3. Attachment to heavenly states: The practitioner makes some progress and attains to one of the higher dhyanas and becomes strongly attached to it, wanting only to dwell there.
4. Emptiness disease: The practitioner, having had an insight into emptiness loses all sense of purpose or direction. At an extreme this can become a kind of psychopathy.
5. Self-inflation: The practitioner believes him or herself to be enlightened and in possession of super-normal abilities in a way that leads to recklessness or abuse of others.
6. Reactivation of extreme ego states: Meditation can trigger neurotic or psychotic symptoms in persons already so predisposed.
7. Loss of connection with instinct: The practitioner may become so detached from bodily processes that he or she loses the ability to respond naturally to somatic messages.
8. Accidie: The practitioner becomes weary of spirit and can see no point in the practice or in any other activity.

Types of meditation obstacles:
There are any number, but the following are well represented in Buddhist teachings.
1. Worry and flurry: The person has an aggitated mind, preoccupied by a multiplicity of concerns that will not allow them the repose in which to settle to a contemplative exercise.
2. Over intellectualism: The person is too caught up in theory to be able to get down to actual practice.
3. The Five Hindrances: sensual desire, hatred, sloth, restlessness, and doubt.
4. The three poisons: sensuality, wrath and pride.
5. Presence of overpowering emotions: such a grief
6. Lack of suitable ambient conditions: Thus, in the texts,the meditator is advised to go to a secluded spot.

The obstacles can be considered to be things that good meditation practice might cure, whereas the diseases are things that faulty practice may bring about.

The Corruption of Purpose
I mentioned above that the sicknesses may be the result of pursuing meditation with inappropriate motivation and qualified this by adding that it is more or less inevitable that one has the wrong motivation at the start. I want to stress this point because the rectification of motivation is one of the prime objectives of Buddhism. If a person can attain to right intention they have done nearly everything that Buddha asks. Buddhist ethics are framed largely in terms of intention. The blind man who steps on insects is not at fault because he intended no harm and did not know he was inflicting any.

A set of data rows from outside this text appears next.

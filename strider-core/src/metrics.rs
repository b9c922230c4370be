//! Dispatch counters.
//!
//! Lock-free `AtomicU64` counters bumped on the dispatch hot path and read
//! by the host when it wants a summary. A single [`DispatchCounters`] is
//! shared by every character in a scene.

use std::sync::atomic::{AtomicU64, Ordering};

/// Counters for high-frequency dispatch events.
#[derive(Debug)]
pub struct DispatchCounters {
    /// Character ticks processed (including no-op ticks before start).
    pub ticks: AtomicU64,
    /// Role `start` invocations (one per character lifetime).
    pub starts: AtomicU64,
    /// State transitions applied through `request_state`.
    pub transitions: AtomicU64,
    /// `request_state` calls that were no-ops because the state was active.
    pub redundant_requests: AtomicU64,
    /// Stimuli handed to a role or state.
    pub stimuli_delivered: AtomicU64,
    /// Stimuli discarded by the self-collision filter.
    pub stimuli_self_filtered: AtomicU64,
    /// Stimuli discarded because the character had not started yet.
    pub stimuli_before_start: AtomicU64,
    /// Rest area claims granted.
    pub claims_granted: AtomicU64,
    /// Rest area claims declined because the area was held.
    pub claims_declined: AtomicU64,
}

impl DispatchCounters {
    /// Create a new set of zeroed counters.
    #[must_use]
    pub const fn new() -> Self {
        Self {
            ticks: AtomicU64::new(0),
            starts: AtomicU64::new(0),
            transitions: AtomicU64::new(0),
            redundant_requests: AtomicU64::new(0),
            stimuli_delivered: AtomicU64::new(0),
            stimuli_self_filtered: AtomicU64::new(0),
            stimuli_before_start: AtomicU64::new(0),
            claims_granted: AtomicU64::new(0),
            claims_declined: AtomicU64::new(0),
        }
    }

    #[inline]
    pub(crate) fn bump(counter: &AtomicU64) {
        counter.fetch_add(1, Ordering::Relaxed);
    }

    /// Snapshot all counters.
    #[must_use]
    pub fn snapshot(&self) -> CounterSnapshot {
        CounterSnapshot {
            ticks: self.ticks.load(Ordering::Relaxed),
            starts: self.starts.load(Ordering::Relaxed),
            transitions: self.transitions.load(Ordering::Relaxed),
            redundant_requests: self.redundant_requests.load(Ordering::Relaxed),
            stimuli_delivered: self.stimuli_delivered.load(Ordering::Relaxed),
            stimuli_self_filtered: self.stimuli_self_filtered.load(Ordering::Relaxed),
            stimuli_before_start: self.stimuli_before_start.load(Ordering::Relaxed),
            claims_granted: self.claims_granted.load(Ordering::Relaxed),
            claims_declined: self.claims_declined.load(Ordering::Relaxed),
        }
    }
}

impl Default for DispatchCounters {
    fn default() -> Self {
        Self::new()
    }
}

/// A snapshot of counter values at a point in time.
#[derive(Debug, Clone, Copy, Default, PartialEq, Eq)]
pub struct CounterSnapshot {
    /// Character ticks processed.
    pub ticks: u64,
    /// Role starts.
    pub starts: u64,
    /// Applied state transitions.
    pub transitions: u64,
    /// No-op state requests.
    pub redundant_requests: u64,
    /// Stimuli delivered.
    pub stimuli_delivered: u64,
    /// Stimuli dropped by the self-filter.
    pub stimuli_self_filtered: u64,
    /// Stimuli dropped before start.
    pub stimuli_before_start: u64,
    /// Rest area claims granted.
    pub claims_granted: u64,
    /// Rest area claims declined.
    pub claims_declined: u64,
}

impl CounterSnapshot {
    /// Format as Prometheus-compatible text.
    #[must_use]
    pub fn to_prometheus(&self) -> String {
        let rows = [
            ("strider_ticks_total", "Character ticks processed", self.ticks),
            ("strider_starts_total", "Role start invocations", self.starts),
            ("strider_transitions_total", "State transitions applied", self.transitions),
            ("strider_redundant_requests_total", "No-op state requests", self.redundant_requests),
            ("strider_stimuli_delivered_total", "Stimuli delivered", self.stimuli_delivered),
            ("strider_stimuli_self_filtered_total", "Stimuli dropped by self-filter", self.stimuli_self_filtered),
            ("strider_stimuli_before_start_total", "Stimuli dropped before start", self.stimuli_before_start),
            ("strider_claims_granted_total", "Rest area claims granted", self.claims_granted),
            ("strider_claims_declined_total", "Rest area claims declined", self.claims_declined),
        ];
        let mut out = String::new();
        for (name, help, value) in rows {
            out.push_str(&format!("# HELP {name} {help}\n# TYPE {name} counter\n{name} {value}\n"));
        }
        out
    }
}
//! Rest areas: single-occupant slots shared by every character in a scene.
//!
//! Exclusivity is a check-then-claim on the occupant inside one `&mut`
//! method, so it cannot interleave with another claim as long as the host
//! ticks characters one at a time. A host that ticks in parallel must put
//! [`RestAreas`] behind a lock.

use std::fmt;

use glam::Vec3;
use serde::{Deserialize, Serialize};
use tracing::{debug, info};

use crate::error::{Result, StriderError};
use crate::types::CharacterId;

/// Index of a rest area within its [`RestAreas`] registry.
#[derive(Debug, Clone, Copy, PartialEq, Eq, Hash, Serialize, Deserialize)]
pub struct RestAreaId(pub u32);

impl fmt::Display for RestAreaId {
    fn fmt(&self, f: &mut fmt::Formatter<'_>) -> fmt::Result {
        write!(f, "rest#{}", self.0)
    }
}

/// A bench, a log, a spot under a tree.
#[derive(Debug, Clone, PartialEq)]
pub struct RestArea {
    /// Where a character walks to before sitting down.
    pub enter: Vec3,
    /// Where a character faces while seated and walks to when leaving.
    pub exit: Vec3,
    /// Radius of the trigger volume around `enter`.
    pub radius: f32,
    occupant: Option<CharacterId>,
}

impl RestArea {
    /// A free rest area.
    #[must_use]
    pub fn new(enter: Vec3, exit: Vec3, radius: f32) -> Self {
        Self {
            enter,
            exit,
            radius,
            occupant: None,
        }
    }

    /// Whether someone holds the area.
    #[must_use]
    pub fn is_occupied(&self) -> bool {
        self.occupant.is_some()
    }

    /// Current occupant.
    #[must_use]
    pub fn occupant(&self) -> Option<CharacterId> {
        self.occupant
    }
}

/// Anchors a character copies in while it holds a rest area claim.
#[derive(Debug, Clone, Copy, PartialEq)]
pub struct RestBinding {
    /// The claimed area.
    pub area: RestAreaId,
    /// Enter anchor.
    pub enter: Vec3,
    /// Exit anchor.
    pub exit: Vec3,
}

/// All rest areas in a scene.
#[derive(Debug, Clone, Default)]
pub struct RestAreas {
    areas: Vec<RestArea>,
}

impl RestAreas {
    /// Empty registry.
    #[must_use]
    pub fn new() -> Self {
        Self::default()
    }

    /// Register an area and return its id.
    pub fn add(&mut self, area: RestArea) -> RestAreaId {
        let id = RestAreaId(self.areas.len() as u32);
        self.areas.push(area);
        id
    }

    /// Look an area up.
    #[must_use]
    pub fn get(&self, id: RestAreaId) -> Option<&RestArea> {
        self.areas.get(id.0 as usize)
    }

    /// Iterate over `(id, area)` pairs.
    pub fn iter(&self) -> impl Iterator<Item = (RestAreaId, &RestArea)> {
        self.areas
            .iter()
            .enumerate()
            .map(|(i, a)| (RestAreaId(i as u32), a))
    }

    /// Number of registered areas.
    #[must_use]
    pub fn len(&self) -> usize {
        self.areas.len()
    }

    /// Whether no areas are registered.
    #[must_use]
    pub fn is_empty(&self) -> bool {
        self.areas.is_empty()
    }

    /// Claim `id` for `who` if it is free or already held by `who`.
    ///
    /// Returns the anchors on success and `Ok(None)` when someone else holds
    /// the area. Contention is not an error.
    ///
    /// # Errors
    /// Returns `StriderError::UnknownRestArea` if `id` is not registered.
    pub fn try_claim(&mut self, id: RestAreaId, who: CharacterId) -> Result<Option<RestBinding>> {
        let area = self
            .areas
            .get_mut(id.0 as usize)
            .ok_or(StriderError::UnknownRestArea(id))?;
        match area.occupant {
            Some(holder) if holder != who => {
                debug!(area = %id, character = %who, holder = %holder, "Rest area occupied, claim declined");
                Ok(None)
            }
            _ => {
                area.occupant = Some(who);
                info!(area = %id, character = %who, "Rest area claimed");
                Ok(Some(RestBinding {
                    area: id,
                    enter: area.enter,
                    exit: area.exit,
                }))
            }
        }
    }

    /// Release `id` if `who` holds it. Returns whether anything was released.
    pub fn release(&mut self, id: RestAreaId, who: CharacterId) -> bool {
        match self.areas.get_mut(id.0 as usize) {
            Some(area) if area.occupant == Some(who) => {
                area.occupant = None;
                info!(area = %id, character = %who, "Rest area released");
                true
            }
            _ => false,
        }
    }

    /// Release every area held by `who`. Used when a character is removed.
    pub fn release_all(&mut self, who: CharacterId) -> usize {
        let mut released = 0;
        for area in &mut self.areas {
            if area.occupant == Some(who) {
                area.occupant = None;
                released += 1;
            }
        }
        released
    }
}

Meditation has become popular in recent years. This popularity owes a little to individuals becoming genuinely spiritually inspired, but a great deal more to others exploiting it as a path to physical and mental health benefits, as a form of personal effectiveness training or escape from the stress and melancholy induced by modern life. The development of utilitarian mindfulness practice falls into this category, and we have all heard that “it has nothing to do with religion”. However, if meditation does not have a fundamentally religious intention, it may well contribute to a spiritual sickness of one kind or another.


SICKNESSES

Unsustainable Infatuation
Sometimes, when a person “discovers” meditation, they take it on with a great initial enthusiasm. This enthusiasm may be powered by fantasies of what meditation is going to do for them. These imaginings may range from the utilitarian motivations just mentioned - reduce stress, bring unassailable happiness, solve personal problems, or cure depressive symptoms, etc - to various forms of self-enhancement including the idea that one is soon going to become a great Zen master, be enlightened, and have mental powers that will confound one’s rivals and generally make one immune to the slings and arrows of fate. These fantasies, being exaggerated, cannot be sustained indefinitely and when the evidence of non-attainment becomes unavoidable the person may sink into a kind of despair.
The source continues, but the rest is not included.